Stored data

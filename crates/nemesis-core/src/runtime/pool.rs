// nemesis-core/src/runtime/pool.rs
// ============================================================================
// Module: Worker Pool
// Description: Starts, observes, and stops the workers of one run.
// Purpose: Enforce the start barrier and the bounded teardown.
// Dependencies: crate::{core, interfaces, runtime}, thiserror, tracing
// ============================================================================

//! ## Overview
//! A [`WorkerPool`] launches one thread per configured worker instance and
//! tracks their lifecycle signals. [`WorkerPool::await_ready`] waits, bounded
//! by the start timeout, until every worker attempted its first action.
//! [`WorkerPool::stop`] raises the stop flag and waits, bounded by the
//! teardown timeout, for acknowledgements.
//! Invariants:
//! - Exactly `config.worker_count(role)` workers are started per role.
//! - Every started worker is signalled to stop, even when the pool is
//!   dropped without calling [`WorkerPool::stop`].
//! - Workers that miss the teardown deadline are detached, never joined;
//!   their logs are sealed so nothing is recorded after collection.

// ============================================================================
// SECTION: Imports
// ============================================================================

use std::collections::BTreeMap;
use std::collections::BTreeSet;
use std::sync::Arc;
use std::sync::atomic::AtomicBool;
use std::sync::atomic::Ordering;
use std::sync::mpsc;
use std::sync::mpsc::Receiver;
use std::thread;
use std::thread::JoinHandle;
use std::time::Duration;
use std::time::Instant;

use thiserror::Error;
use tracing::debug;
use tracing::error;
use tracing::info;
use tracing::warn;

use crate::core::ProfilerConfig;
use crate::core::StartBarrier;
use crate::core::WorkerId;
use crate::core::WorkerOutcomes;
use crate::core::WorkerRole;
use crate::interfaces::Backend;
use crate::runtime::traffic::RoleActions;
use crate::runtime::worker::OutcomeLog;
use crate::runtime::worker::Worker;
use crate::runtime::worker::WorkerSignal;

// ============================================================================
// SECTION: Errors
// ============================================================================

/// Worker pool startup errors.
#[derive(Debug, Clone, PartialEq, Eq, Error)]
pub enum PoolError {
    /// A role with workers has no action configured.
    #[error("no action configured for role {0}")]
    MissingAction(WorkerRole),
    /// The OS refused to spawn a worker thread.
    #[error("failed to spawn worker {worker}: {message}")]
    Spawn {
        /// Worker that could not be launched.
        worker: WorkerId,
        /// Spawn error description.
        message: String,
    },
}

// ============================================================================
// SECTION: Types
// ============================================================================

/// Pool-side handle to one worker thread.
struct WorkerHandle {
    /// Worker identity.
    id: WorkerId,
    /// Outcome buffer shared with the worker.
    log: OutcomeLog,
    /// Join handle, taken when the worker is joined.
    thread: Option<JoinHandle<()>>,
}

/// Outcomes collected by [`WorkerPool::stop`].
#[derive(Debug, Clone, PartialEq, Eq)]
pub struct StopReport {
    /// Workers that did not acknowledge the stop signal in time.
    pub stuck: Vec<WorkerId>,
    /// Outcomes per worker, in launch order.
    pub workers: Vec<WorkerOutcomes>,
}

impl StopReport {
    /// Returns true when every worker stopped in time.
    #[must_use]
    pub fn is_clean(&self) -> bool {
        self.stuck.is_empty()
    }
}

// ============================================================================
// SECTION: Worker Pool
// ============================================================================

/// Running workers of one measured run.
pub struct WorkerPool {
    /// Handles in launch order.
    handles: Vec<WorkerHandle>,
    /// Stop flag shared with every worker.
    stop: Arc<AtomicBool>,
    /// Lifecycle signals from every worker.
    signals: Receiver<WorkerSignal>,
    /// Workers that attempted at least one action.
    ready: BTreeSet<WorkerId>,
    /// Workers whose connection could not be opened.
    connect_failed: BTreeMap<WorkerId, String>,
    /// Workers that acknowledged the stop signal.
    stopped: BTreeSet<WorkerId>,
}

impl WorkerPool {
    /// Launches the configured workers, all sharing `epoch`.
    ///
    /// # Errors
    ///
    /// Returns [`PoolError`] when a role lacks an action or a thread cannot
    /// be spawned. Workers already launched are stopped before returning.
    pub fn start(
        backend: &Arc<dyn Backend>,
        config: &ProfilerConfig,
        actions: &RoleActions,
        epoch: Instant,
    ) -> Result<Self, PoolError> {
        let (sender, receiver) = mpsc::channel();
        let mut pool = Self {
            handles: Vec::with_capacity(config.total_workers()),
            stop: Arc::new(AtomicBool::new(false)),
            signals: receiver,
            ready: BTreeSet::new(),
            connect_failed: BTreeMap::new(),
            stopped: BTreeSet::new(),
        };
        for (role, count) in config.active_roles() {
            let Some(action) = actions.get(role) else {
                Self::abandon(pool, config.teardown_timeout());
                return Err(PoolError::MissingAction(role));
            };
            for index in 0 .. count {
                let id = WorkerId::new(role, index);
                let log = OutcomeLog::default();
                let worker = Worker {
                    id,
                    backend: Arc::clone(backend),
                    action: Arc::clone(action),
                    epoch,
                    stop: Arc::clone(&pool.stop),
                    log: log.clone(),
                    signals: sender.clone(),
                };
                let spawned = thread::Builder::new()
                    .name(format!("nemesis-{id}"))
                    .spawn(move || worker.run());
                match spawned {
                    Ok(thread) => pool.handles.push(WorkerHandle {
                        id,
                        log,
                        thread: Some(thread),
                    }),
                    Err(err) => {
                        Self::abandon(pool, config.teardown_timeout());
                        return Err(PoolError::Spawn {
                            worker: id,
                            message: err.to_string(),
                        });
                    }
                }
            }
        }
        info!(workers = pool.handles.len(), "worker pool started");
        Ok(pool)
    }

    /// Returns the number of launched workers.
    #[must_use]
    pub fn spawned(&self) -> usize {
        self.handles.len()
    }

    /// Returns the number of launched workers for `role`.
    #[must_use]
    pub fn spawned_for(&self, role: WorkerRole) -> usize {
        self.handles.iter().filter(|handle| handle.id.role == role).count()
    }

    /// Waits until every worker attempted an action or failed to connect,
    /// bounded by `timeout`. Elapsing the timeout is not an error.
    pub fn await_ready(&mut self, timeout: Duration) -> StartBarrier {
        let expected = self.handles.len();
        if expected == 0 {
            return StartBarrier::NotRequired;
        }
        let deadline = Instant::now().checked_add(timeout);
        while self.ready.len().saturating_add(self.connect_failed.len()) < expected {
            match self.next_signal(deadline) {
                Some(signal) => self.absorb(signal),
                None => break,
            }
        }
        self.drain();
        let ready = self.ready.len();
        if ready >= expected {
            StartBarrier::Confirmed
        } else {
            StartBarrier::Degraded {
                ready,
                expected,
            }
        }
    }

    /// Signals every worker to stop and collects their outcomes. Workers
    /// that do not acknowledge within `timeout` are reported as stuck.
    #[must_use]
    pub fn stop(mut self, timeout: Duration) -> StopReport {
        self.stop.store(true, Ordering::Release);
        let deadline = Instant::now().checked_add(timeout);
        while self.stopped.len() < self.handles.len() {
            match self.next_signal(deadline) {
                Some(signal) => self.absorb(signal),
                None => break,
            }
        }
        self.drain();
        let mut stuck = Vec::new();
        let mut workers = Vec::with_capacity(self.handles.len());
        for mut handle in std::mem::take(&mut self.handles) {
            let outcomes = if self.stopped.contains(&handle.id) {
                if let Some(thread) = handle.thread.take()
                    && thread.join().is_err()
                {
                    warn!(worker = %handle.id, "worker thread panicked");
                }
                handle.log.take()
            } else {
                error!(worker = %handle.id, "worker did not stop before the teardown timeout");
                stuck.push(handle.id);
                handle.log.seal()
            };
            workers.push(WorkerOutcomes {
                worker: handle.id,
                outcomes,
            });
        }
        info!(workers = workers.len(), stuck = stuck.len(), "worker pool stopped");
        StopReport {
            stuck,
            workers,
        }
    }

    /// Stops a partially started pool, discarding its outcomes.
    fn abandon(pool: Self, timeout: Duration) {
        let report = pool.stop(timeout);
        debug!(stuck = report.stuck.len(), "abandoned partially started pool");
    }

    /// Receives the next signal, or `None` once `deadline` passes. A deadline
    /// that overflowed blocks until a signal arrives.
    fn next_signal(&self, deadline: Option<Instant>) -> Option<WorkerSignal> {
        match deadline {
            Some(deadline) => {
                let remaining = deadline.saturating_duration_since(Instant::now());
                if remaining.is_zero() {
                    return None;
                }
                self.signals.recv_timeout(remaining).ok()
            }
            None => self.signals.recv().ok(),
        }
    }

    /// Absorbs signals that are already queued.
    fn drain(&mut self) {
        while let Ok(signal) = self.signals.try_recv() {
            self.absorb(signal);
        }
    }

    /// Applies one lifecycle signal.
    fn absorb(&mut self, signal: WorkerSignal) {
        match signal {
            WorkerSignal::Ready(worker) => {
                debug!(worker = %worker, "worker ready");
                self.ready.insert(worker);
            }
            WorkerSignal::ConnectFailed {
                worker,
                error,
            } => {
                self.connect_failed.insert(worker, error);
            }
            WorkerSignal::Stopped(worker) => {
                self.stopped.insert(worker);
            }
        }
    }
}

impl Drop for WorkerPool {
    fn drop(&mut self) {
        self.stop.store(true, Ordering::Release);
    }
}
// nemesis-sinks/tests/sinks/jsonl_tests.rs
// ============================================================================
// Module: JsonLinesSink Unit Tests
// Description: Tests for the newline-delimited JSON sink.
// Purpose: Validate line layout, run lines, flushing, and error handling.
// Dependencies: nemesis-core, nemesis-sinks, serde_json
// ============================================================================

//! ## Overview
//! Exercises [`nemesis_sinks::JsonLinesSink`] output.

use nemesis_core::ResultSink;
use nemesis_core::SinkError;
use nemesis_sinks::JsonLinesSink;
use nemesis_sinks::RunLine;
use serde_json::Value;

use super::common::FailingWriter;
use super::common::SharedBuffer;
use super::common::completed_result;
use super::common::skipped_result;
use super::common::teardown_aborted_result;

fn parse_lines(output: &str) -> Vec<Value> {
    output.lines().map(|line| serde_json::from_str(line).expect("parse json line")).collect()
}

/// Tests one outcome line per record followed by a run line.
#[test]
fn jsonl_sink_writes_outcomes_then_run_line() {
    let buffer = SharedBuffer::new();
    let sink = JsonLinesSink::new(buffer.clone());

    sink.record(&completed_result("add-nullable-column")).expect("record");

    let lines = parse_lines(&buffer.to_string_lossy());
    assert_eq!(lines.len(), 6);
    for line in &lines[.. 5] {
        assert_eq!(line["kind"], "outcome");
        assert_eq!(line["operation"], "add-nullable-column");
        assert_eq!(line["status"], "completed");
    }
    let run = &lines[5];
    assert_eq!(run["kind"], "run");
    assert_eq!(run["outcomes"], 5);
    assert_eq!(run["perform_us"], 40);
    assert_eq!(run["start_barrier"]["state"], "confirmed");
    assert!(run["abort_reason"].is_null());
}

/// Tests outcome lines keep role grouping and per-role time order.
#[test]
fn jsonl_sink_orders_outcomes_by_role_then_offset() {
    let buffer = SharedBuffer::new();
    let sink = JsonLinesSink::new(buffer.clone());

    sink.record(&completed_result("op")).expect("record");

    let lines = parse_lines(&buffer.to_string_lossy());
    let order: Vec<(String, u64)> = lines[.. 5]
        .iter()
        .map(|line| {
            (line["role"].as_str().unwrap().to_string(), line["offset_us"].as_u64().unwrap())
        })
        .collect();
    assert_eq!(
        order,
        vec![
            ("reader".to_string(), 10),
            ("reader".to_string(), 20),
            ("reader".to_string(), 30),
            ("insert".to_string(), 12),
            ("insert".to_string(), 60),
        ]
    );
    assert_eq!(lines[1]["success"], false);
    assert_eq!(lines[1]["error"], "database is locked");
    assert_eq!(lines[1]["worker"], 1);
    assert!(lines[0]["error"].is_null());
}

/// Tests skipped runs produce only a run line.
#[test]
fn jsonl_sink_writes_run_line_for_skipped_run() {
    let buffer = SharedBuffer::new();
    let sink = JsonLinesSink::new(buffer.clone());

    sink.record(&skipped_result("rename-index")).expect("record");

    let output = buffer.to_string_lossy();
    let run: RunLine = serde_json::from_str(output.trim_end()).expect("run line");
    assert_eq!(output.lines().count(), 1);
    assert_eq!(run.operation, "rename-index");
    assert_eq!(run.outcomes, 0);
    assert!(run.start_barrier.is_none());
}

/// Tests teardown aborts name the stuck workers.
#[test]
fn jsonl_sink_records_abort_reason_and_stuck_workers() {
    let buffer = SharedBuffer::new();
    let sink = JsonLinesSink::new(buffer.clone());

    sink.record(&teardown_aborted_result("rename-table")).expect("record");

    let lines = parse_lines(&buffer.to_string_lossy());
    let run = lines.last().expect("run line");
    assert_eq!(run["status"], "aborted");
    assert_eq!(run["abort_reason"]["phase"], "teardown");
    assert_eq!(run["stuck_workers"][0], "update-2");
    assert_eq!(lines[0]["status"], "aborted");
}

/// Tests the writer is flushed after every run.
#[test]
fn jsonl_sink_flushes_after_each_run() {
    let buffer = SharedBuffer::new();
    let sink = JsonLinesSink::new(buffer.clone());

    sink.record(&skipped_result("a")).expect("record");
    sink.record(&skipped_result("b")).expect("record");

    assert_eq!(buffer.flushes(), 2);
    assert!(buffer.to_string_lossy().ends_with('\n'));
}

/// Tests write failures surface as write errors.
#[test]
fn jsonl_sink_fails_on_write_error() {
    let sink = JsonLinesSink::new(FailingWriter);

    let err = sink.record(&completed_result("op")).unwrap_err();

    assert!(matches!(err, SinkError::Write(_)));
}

| Task directions |
A complete answer gives every line of the data that includes "index".

| Answer for the task |
            for index in 0 .. count {
                let id = WorkerId::new(role, index);
    sink.record(&skipped_result("rename-index")).expect("record");
    assert_eq!(run.operation, "rename-index");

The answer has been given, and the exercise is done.